**Source data:**
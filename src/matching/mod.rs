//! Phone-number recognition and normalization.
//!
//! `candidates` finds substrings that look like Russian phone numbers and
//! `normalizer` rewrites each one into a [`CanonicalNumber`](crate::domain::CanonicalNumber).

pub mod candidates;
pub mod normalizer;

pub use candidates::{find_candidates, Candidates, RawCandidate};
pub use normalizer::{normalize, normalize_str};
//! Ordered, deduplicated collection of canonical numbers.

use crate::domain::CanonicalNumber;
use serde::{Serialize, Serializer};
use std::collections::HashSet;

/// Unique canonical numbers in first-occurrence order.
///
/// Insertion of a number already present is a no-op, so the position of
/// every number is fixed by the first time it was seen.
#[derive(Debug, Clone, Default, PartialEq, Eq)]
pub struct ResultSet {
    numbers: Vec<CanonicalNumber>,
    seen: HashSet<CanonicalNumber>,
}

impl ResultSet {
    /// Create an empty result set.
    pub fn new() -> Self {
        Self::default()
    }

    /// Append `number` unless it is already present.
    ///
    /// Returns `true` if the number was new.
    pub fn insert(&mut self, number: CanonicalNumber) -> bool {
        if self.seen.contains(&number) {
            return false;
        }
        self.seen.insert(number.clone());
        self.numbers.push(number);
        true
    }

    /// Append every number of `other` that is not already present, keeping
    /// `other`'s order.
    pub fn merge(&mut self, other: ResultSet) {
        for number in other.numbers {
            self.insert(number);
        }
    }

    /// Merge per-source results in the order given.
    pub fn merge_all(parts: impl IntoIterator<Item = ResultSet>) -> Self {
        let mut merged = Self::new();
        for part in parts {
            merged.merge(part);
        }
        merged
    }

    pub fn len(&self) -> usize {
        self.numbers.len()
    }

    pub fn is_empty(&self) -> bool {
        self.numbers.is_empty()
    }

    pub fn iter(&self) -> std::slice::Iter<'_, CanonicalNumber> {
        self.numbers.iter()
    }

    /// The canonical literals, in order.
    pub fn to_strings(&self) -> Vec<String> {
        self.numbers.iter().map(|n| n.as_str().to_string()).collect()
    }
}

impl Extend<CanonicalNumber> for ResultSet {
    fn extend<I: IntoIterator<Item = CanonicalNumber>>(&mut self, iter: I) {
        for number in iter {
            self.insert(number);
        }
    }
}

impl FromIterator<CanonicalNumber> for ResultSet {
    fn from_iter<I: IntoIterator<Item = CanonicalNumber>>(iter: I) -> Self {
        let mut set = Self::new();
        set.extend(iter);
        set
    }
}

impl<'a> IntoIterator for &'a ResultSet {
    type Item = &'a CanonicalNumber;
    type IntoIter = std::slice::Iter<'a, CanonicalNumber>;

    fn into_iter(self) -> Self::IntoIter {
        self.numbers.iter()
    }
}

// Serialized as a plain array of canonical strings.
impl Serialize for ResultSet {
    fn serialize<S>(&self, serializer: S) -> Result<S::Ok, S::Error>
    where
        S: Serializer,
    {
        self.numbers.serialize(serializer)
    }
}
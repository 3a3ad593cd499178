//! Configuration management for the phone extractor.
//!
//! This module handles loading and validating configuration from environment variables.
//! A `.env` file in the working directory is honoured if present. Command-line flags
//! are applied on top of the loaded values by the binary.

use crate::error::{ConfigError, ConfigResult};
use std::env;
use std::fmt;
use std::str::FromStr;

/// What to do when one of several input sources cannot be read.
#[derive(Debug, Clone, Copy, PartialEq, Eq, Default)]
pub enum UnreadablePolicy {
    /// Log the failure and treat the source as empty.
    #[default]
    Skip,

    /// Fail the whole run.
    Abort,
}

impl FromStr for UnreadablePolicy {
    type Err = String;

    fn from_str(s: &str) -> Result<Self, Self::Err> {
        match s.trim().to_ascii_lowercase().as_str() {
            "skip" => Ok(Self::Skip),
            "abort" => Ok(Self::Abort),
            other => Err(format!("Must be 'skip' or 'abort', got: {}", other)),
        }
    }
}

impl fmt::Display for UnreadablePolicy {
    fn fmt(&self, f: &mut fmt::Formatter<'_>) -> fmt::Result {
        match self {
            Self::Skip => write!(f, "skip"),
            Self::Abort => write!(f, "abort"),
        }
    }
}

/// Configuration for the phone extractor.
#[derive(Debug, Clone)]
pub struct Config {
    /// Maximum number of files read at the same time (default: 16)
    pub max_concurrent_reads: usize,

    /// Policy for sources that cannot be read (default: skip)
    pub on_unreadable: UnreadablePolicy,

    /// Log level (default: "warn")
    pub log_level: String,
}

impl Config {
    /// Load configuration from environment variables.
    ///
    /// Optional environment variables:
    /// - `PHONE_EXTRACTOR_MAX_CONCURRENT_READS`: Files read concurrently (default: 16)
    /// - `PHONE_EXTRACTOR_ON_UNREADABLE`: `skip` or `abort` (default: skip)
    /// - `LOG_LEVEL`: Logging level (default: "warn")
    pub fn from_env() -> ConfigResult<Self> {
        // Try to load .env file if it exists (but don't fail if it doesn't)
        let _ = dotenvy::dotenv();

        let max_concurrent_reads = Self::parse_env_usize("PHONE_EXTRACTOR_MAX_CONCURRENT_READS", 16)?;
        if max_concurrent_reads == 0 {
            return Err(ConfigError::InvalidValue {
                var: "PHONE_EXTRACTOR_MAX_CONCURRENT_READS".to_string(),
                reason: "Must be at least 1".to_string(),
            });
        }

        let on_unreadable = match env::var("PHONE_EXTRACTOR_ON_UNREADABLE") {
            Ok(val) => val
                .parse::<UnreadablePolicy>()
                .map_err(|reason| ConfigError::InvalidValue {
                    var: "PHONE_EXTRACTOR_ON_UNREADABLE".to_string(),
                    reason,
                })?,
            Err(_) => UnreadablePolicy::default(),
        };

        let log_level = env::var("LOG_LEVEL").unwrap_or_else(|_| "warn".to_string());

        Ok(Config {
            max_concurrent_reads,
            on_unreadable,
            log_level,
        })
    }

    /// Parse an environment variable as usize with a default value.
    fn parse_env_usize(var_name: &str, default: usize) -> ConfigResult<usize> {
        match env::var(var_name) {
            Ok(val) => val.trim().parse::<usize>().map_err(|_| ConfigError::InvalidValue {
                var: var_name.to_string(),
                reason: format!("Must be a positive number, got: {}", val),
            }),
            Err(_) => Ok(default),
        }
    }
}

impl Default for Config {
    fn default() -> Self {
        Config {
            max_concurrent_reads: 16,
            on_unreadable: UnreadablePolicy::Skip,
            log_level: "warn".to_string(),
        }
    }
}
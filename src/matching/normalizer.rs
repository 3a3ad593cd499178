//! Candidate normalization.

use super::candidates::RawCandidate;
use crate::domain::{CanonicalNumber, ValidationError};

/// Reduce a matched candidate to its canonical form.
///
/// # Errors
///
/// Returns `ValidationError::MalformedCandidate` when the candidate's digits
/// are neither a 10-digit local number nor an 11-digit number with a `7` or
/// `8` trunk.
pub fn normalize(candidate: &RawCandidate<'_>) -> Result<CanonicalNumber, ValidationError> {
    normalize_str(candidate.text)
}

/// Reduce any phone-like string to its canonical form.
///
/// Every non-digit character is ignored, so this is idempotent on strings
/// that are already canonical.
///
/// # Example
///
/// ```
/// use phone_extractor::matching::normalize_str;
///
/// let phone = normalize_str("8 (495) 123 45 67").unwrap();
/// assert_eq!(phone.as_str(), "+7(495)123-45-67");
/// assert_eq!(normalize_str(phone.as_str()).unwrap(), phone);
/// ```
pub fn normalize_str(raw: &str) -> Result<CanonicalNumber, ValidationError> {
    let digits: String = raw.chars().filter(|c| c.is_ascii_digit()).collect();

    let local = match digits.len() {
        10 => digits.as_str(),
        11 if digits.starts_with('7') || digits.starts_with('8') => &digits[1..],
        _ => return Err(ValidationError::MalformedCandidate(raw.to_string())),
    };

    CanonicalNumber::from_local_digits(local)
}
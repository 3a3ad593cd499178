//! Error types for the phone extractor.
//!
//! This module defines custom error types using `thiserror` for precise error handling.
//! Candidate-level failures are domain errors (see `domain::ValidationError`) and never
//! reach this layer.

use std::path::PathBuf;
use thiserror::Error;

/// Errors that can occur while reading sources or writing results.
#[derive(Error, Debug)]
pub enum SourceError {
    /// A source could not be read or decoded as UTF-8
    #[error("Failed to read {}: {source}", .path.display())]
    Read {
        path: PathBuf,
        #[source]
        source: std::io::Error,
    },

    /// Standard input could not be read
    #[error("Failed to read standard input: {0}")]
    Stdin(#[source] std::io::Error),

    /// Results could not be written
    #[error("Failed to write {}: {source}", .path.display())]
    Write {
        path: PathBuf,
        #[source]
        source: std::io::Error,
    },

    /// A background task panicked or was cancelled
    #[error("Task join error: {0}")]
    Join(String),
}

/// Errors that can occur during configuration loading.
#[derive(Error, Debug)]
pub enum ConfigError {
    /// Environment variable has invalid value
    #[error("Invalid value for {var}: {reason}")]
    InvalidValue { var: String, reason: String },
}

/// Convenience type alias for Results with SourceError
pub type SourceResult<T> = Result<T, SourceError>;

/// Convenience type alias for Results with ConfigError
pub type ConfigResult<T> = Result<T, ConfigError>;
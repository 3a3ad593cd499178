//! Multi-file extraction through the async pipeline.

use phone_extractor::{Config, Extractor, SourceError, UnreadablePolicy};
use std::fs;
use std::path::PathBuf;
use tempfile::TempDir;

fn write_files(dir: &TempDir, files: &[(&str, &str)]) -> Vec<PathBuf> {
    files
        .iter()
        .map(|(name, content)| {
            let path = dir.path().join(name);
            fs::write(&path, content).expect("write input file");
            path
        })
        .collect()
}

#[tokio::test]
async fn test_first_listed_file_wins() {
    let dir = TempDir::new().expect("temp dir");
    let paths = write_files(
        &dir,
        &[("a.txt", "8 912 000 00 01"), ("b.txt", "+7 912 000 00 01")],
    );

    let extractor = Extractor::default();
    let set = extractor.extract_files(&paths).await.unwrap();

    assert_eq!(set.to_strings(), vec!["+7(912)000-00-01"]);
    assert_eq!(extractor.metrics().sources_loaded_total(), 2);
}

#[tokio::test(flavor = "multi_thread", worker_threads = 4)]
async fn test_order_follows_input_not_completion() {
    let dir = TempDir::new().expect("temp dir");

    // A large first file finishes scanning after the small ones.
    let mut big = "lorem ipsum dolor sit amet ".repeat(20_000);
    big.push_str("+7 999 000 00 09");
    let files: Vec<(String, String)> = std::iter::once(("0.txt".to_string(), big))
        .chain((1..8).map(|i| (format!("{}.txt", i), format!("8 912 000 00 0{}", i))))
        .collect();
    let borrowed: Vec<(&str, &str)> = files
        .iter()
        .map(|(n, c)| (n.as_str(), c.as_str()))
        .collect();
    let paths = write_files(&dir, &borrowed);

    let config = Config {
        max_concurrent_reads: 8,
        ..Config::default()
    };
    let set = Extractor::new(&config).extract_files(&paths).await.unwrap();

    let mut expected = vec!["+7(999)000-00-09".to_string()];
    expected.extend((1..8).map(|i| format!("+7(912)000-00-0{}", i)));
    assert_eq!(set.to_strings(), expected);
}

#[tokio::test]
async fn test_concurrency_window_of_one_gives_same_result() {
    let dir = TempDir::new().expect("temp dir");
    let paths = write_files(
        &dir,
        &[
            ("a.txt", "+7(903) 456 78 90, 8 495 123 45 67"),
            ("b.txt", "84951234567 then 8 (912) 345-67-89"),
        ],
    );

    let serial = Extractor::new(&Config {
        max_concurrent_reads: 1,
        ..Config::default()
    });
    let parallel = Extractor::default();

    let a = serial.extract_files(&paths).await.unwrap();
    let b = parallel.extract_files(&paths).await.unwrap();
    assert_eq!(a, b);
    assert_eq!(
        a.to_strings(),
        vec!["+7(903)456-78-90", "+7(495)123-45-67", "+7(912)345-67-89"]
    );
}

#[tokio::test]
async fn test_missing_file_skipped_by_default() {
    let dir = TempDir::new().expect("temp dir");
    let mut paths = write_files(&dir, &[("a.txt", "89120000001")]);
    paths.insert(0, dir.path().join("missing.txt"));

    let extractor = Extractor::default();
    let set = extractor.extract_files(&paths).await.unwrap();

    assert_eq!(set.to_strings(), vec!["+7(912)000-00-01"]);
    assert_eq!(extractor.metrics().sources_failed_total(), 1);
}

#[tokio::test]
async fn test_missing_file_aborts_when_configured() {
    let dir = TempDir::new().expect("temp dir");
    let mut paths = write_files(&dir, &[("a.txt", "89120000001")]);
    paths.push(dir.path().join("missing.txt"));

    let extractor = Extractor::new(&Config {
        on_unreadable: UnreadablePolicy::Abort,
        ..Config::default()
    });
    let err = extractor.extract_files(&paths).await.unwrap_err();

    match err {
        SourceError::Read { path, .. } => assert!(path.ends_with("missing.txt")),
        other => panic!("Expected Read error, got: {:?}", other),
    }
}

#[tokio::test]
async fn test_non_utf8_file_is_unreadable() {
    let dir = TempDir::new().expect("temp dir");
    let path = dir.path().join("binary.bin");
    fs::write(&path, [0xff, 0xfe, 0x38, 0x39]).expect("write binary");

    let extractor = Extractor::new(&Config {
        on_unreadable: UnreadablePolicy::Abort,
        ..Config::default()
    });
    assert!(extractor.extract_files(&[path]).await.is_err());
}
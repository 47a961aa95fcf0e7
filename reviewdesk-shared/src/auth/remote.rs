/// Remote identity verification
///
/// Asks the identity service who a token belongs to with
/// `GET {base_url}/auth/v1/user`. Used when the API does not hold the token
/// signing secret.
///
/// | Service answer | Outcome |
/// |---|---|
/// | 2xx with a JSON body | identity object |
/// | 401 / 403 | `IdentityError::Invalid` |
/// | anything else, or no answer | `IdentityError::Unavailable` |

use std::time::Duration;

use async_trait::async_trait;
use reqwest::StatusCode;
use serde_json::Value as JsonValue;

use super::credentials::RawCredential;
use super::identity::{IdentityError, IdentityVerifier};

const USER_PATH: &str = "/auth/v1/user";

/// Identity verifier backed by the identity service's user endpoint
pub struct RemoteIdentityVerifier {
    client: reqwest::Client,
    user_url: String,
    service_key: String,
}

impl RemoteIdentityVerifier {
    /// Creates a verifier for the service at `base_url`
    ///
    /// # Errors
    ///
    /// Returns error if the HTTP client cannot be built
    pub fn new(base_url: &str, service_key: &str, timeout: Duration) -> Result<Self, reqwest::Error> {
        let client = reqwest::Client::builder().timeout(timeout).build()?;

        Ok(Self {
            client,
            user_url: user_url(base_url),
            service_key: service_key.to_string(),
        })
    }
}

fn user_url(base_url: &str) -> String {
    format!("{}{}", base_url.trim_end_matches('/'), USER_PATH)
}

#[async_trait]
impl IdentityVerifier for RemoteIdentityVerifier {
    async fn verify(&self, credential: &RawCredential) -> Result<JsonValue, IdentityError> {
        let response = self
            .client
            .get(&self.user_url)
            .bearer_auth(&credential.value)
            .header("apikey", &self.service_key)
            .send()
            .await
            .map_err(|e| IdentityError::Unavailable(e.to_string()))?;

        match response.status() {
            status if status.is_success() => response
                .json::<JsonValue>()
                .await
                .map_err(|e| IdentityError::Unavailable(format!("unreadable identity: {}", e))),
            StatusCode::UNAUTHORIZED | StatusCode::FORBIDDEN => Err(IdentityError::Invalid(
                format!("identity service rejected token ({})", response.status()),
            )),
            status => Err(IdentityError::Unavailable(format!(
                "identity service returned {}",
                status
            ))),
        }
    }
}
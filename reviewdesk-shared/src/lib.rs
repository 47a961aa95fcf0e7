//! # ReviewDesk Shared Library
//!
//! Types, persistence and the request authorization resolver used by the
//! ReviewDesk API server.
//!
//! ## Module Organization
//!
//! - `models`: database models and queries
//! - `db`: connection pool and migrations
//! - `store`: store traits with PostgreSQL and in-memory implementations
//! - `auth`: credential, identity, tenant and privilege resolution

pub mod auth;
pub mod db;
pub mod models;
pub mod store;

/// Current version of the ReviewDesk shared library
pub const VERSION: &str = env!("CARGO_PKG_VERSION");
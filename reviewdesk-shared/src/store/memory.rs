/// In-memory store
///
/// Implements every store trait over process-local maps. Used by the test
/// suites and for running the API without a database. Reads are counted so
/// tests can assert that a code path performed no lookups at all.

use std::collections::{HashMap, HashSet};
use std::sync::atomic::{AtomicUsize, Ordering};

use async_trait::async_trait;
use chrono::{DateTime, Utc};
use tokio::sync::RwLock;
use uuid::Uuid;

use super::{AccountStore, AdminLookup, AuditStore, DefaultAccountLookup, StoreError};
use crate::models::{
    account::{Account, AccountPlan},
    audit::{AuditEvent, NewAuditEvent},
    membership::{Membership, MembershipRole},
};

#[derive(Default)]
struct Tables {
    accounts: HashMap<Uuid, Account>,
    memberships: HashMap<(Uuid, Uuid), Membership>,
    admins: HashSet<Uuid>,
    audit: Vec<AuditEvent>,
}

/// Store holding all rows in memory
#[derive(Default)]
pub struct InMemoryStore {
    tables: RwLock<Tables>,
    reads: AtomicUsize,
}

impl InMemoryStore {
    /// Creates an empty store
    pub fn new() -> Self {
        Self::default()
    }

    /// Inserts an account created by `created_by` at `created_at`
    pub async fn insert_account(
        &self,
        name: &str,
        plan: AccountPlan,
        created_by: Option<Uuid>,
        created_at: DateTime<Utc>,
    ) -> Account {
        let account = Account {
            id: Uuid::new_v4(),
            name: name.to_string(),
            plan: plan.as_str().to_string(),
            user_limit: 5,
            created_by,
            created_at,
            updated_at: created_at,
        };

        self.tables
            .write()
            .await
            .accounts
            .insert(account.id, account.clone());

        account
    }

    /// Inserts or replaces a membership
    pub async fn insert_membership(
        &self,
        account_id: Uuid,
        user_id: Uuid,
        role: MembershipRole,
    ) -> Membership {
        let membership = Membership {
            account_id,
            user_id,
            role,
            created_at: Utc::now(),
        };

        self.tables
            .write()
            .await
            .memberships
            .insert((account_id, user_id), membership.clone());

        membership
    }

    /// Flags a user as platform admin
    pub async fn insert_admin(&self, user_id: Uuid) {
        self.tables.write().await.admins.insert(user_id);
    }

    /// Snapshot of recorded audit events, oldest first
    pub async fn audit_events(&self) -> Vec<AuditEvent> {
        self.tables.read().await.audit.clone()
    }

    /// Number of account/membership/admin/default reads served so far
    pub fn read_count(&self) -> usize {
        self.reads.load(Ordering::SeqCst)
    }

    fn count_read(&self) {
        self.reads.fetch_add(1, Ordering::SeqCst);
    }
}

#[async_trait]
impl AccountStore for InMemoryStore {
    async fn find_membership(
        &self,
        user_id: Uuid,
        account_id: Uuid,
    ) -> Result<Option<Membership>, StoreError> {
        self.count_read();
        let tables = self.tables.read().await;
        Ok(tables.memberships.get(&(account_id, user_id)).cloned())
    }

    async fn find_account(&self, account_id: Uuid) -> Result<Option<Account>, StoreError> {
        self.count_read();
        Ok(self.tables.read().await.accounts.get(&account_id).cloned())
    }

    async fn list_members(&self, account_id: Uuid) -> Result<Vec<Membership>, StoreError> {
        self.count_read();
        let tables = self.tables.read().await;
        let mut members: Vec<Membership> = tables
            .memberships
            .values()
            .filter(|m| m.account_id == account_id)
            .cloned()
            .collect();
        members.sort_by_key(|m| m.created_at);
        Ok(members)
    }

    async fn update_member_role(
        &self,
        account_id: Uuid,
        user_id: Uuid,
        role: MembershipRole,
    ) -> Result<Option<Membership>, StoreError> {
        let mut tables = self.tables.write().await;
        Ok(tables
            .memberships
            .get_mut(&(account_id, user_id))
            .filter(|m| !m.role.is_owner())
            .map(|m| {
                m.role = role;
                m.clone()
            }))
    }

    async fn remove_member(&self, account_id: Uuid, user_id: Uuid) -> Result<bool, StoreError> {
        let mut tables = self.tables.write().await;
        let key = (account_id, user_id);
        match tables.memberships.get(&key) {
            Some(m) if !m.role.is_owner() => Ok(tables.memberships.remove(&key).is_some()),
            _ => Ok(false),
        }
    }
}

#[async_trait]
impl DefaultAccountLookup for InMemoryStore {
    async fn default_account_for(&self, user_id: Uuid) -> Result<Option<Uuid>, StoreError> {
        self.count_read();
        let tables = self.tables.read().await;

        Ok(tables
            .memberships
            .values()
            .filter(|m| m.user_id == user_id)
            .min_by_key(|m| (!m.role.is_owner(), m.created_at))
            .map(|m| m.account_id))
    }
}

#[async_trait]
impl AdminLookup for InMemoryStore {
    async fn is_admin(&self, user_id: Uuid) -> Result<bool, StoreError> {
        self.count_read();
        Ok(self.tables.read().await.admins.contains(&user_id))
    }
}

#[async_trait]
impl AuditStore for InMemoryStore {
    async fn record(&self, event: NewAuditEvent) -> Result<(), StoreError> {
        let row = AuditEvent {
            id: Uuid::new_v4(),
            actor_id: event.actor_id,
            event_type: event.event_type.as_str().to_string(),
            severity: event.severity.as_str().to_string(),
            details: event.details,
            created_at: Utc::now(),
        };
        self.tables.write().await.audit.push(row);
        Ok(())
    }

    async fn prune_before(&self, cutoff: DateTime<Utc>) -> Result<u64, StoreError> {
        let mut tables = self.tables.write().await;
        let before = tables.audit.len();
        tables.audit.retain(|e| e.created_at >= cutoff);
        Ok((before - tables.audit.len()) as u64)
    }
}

**What the task requires:**
Go through the records above and return each line in which the word "AccountStore" occurs.

**Task output:**
use super::{AccountStore, AdminLookup, AuditStore, DefaultAccountLookup, StoreError};
impl AccountStore for InMemoryStore {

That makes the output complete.